— DIRECTIONS —
Restate the records that follow. Every word must match.
BEGIN RECORDS TO USE
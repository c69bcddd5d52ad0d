use serde::{Deserialize, Serialize};

pub const STAT_MIN: u32 = 0;
pub const STAT_MAX: u32 = 100;

/// Four bounded character stats, each kept within `[STAT_MIN, STAT_MAX]`.
#[derive(Debug, Clone, Copy, PartialEq, Eq, Serialize, Deserialize)]
pub struct UserStats {
    pub resilience: u32,
    pub creativity: u32,
    pub trust: u32,
    pub knowledge: u32,
}

impl UserStats {
    /// Starting stats for a freshly onboarded profile
    pub const INITIAL: UserStats = UserStats {
        resilience: 20,
        creativity: 20,
        trust: 10,
        knowledge: 10,
    };

    pub fn get(&self, key: StatKey) -> u32 {
        match key {
            StatKey::Resilience => self.resilience,
            StatKey::Creativity => self.creativity,
            StatKey::Trust => self.trust,
            StatKey::Knowledge => self.knowledge,
        }
    }

    fn slot_mut(&mut self, key: StatKey) -> &mut u32 {
        match key {
            StatKey::Resilience => &mut self.resilience,
            StatKey::Creativity => &mut self.creativity,
            StatKey::Trust => &mut self.trust,
            StatKey::Knowledge => &mut self.knowledge,
        }
    }

    /// Returns a copy with every delta of `effect` applied and re-clamped.
    pub fn with_effect(&self, effect: &StatsEffect) -> UserStats {
        let mut next = *self;
        for (key, delta) in effect.deltas() {
            let slot = next.slot_mut(key);
            *slot = clamp_stat(*slot as i64 + delta as i64);
        }
        next
    }

    /// Clamps every field into range; used when reading persisted data.
    pub fn clamped(&self) -> UserStats {
        UserStats {
            resilience: self.resilience.min(STAT_MAX),
            creativity: self.creativity.min(STAT_MAX),
            trust: self.trust.min(STAT_MAX),
            knowledge: self.knowledge.min(STAT_MAX),
        }
    }
}

impl Default for UserStats {
    fn default() -> Self {
        Self::INITIAL
    }
}

pub fn clamp_stat(value: i64) -> u32 {
    value.clamp(STAT_MIN as i64, STAT_MAX as i64) as u32
}

#[derive(Debug, Clone, Copy, PartialEq, Eq, Hash, Serialize, Deserialize)]
#[serde(rename_all = "snake_case")]
pub enum StatKey {
    Resilience,
    Creativity,
    Trust,
    Knowledge,
}

impl StatKey {
    pub const ALL: [StatKey; 4] = [
        StatKey::Resilience,
        StatKey::Creativity,
        StatKey::Trust,
        StatKey::Knowledge,
    ];

    pub fn as_str(&self) -> &'static str {
        match self {
            StatKey::Resilience => "resilience",
            StatKey::Creativity => "creativity",
            StatKey::Trust => "trust",
            StatKey::Knowledge => "knowledge",
        }
    }
}

/// Partial signed delta over the stat vector. Keys that are absent leave the
/// stat untouched; unknown keys in incoming JSON are dropped by serde.
#[derive(Debug, Clone, Copy, Default, PartialEq, Eq, Serialize, Deserialize)]
pub struct StatsEffect {
    #[serde(default, skip_serializing_if = "Option::is_none")]
    pub resilience: Option<i32>,
    #[serde(default, skip_serializing_if = "Option::is_none")]
    pub creativity: Option<i32>,
    #[serde(default, skip_serializing_if = "Option::is_none")]
    pub trust: Option<i32>,
    #[serde(default, skip_serializing_if = "Option::is_none")]
    pub knowledge: Option<i32>,
}

impl StatsEffect {
    pub fn get(&self, key: StatKey) -> Option<i32> {
        match key {
            StatKey::Resilience => self.resilience,
            StatKey::Creativity => self.creativity,
            StatKey::Trust => self.trust,
            StatKey::Knowledge => self.knowledge,
        }
    }

    /// Present deltas in fixed stat order
    pub fn deltas(&self) -> impl Iterator<Item = (StatKey, i32)> + '_ {
        StatKey::ALL
            .into_iter()
            .filter_map(move |key| self.get(key).map(|delta| (key, delta)))
    }

    /// Experience earned from an effect: both gains and losses count.
    pub fn magnitude(&self) -> u64 {
        self.deltas()
            .map(|(_, delta)| delta.unsigned_abs() as u64)
            .sum()
    }

    pub fn is_empty(&self) -> bool {
        self.deltas().next().is_none()
    }
}

#[cfg(test)]
mod tests {
    use super::*;

    #[test]
    fn clamp_never_leaves_bounds() {
        for start in [0u32, 1, 50, 99, 100] {
            for delta in [i32::MIN, -1000, -101, -1, 0, 1, 101, 1000, i32::MAX] {
                let effect = StatsEffect {
                    trust: Some(delta),
                    ..Default::default()
                };
                let stats = UserStats {
                    trust: start,
                    ..UserStats::INITIAL
                };
                let next = stats.with_effect(&effect);
                assert!(next.trust <= STAT_MAX, "start={} delta={}", start, delta);
            }
        }
    }

    #[test]
    fn absent_keys_leave_stats_untouched() {
        let effect = StatsEffect {
            knowledge: Some(15),
            ..Default::default()
        };
        let next = UserStats::INITIAL.with_effect(&effect);
        assert_eq!(next.knowledge, 25);
        assert_eq!(next.resilience, UserStats::INITIAL.resilience);
        assert_eq!(next.creativity, UserStats::INITIAL.creativity);
        assert_eq!(next.trust, UserStats::INITIAL.trust);
    }

    #[test]
    fn magnitude_counts_losses_too() {
        let effect = StatsEffect {
            resilience: Some(-10),
            knowledge: Some(-20),
            trust: Some(5),
            creativity: None,
        };
        assert_eq!(effect.magnitude(), 35);
    }

    #[test]
    fn unknown_keys_are_ignored_on_deserialize() {
        let effect: StatsEffect =
            serde_json::from_str(r#"{"trust": 5, "charisma": 40}"#).unwrap();
        assert_eq!(effect.trust, Some(5));
        assert_eq!(effect.magnitude(), 5);
    }
}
END RECORDS TO USE
— OUTPUT BELOW —
repository c69bcddd5d52ad0d
use serde::{Deserialize, Serialize};

pub const STAT_MIN: u32 = 0;
pub const STAT_MAX: u32 = 100;

/// Four bounded character stats, each kept within `[STAT_MIN, STAT_MAX]`.
#[derive(Debug, Clone, Copy, PartialEq, Eq, Serialize, Deserialize)]
pub struct UserStats {
    pub resilience: u32,
    pub creativity: u32,
    pub trust: u32,
    pub knowledge: u32,
}

impl UserStats {
    /// Starting stats for a freshly onboarded profile
    pub const INITIAL: UserStats = UserStats {
        resilience: 20,
        creativity: 20,
        trust: 10,
        knowledge: 10,
    };

    pub fn get(&self, key: StatKey) -> u32 {
        match key {
            StatKey::Resilience => self.resilience,
            StatKey::Creativity => self.creativity,
            StatKey::Trust => self.trust,
            StatKey::Knowledge => self.knowledge,
        }
    }

    fn slot_mut(&mut self, key: StatKey) -> &mut u32 {
        match key {
            StatKey::Resilience => &mut self.resilience,
            StatKey::Creativity => &mut self.creativity,
            StatKey::Trust => &mut self.trust,
            StatKey::Knowledge => &mut self.knowledge,
        }
    }

    /// Returns a copy with every delta of `effect` applied and re-clamped.
    pub fn with_effect(&self, effect: &StatsEffect) -> UserStats {
        let mut next = *self;
        for (key, delta) in effect.deltas() {
            let slot = next.slot_mut(key);
            *slot = clamp_stat(*slot as i64 + delta as i64);
        }
        next
    }

    /// Clamps every field into range; used when reading persisted data.
    pub fn clamped(&self) -> UserStats {
        UserStats {
            resilience: self.resilience.min(STAT_MAX),
            creativity: self.creativity.min(STAT_MAX),
            trust: self.trust.min(STAT_MAX),
            knowledge: self.knowledge.min(STAT_MAX),
        }
    }
}

impl Default for UserStats {
    fn default() -> Self {
        Self::INITIAL
    }
}

pub fn clamp_stat(value: i64) -> u32 {
    value.clamp(STAT_MIN as i64, STAT_MAX as i64) as u32
}

#[derive(Debug, Clone, Copy, PartialEq, Eq, Hash, Serialize, Deserialize)]
#[serde(rename_all = "snake_case")]
pub enum StatKey {
    Resilience,
    Creativity,
    Trust,
    Knowledge,
}

impl StatKey {
    pub const ALL: [StatKey; 4] = [
        StatKey::Resilience,
        StatKey::Creativity,
        StatKey::Trust,
        StatKey::Knowledge,
    ];

    pub fn as_str(&self) -> &'static str {
        match self {
            StatKey::Resilience => "resilience",
            StatKey::Creativity => "creativity",
            StatKey::Trust => "trust",
            StatKey::Knowledge => "knowledge",
        }
    }
}

/// Partial signed delta over the stat vector. Keys that are absent leave the
/// stat untouched; unknown keys in incoming JSON are dropped by serde.
#[derive(Debug, Clone, Copy, Default, PartialEq, Eq, Serialize, Deserialize)]
pub struct StatsEffect {
    #[serde(default, skip_serializing_if = "Option::is_none")]
    pub resilience: Option<i32>,
    #[serde(default, skip_serializing_if = "Option::is_none")]
    pub creativity: Option<i32>,
    #[serde(default, skip_serializing_if = "Option::is_none")]
    pub trust: Option<i32>,
    #[serde(default, skip_serializing_if = "Option::is_none")]
    pub knowledge: Option<i32>,
}

impl StatsEffect {
    pub fn get(&self, key: StatKey) -> Option<i32> {
        match key {
            StatKey::Resilience => self.resilience,
            StatKey::Creativity => self.creativity,
            StatKey::Trust => self.trust,
            StatKey::Knowledge => self.knowledge,
        }
    }

    /// Present deltas in fixed stat order
    pub fn deltas(&self) -> impl Iterator<Item = (StatKey, i32)> + '_ {
        StatKey::ALL
            .into_iter()
            .filter_map(move |key| self.get(key).map(|delta| (key, delta)))
    }

    /// Experience earned from an effect: both gains and losses count.
    pub fn magnitude(&self) -> u64 {
        self.deltas()
            .map(|(_, delta)| delta.unsigned_abs() as u64)
            .sum()
    }

    pub fn is_empty(&self) -> bool {
        self.deltas().next().is_none()
    }
}

#[cfg(test)]
mod tests {
    use super::*;

    #[test]
    fn clamp_never_leaves_bounds() {
        for start in [0u32, 1, 50, 99, 100] {
            for delta in [i32::MIN, -1000, -101, -1, 0, 1, 101, 1000, i32::MAX] {
                let effect = StatsEffect {
                    trust: Some(delta),
                    ..Default::default()
                };
                let stats = UserStats {
                    trust: start,
                    ..UserStats::INITIAL
                };
                let next = stats.with_effect(&effect);
                assert!(next.trust <= STAT_MAX, "start={} delta={}", start, delta);
            }
        }
    }

    #[test]
    fn absent_keys_leave_stats_untouched() {
        let effect = StatsEffect {
            knowledge: Some(15),
            ..Default::default()
        };
        let next = UserStats::INITIAL.with_effect(&effect);
        assert_eq!(next.knowledge, 25);
        assert_eq!(next.resilience, UserStats::INITIAL.resilience);
        assert_eq!(next.creativity, UserStats::INITIAL.creativity);
        assert_eq!(next.trust, UserStats::INITIAL.trust);
    }

    #[test]
    fn magnitude_counts_losses_too() {
        let effect = StatsEffect {
            resilience: Some(-10),
            knowledge: Some(-20),
            trust: Some(5),
            creativity: None,
        };
        assert_eq!(effect.magnitude(), 35);
    }

    #[test]
    fn unknown_keys_are_ignored_on_deserialize() {
        let effect: StatsEffect =
            serde_json::from_str(r#"{"trust": 5, "charisma": 40}"#).unwrap();
        assert_eq!(effect.trust, Some(5));
        assert_eq!(effect.magnitude(), 5);
    }
}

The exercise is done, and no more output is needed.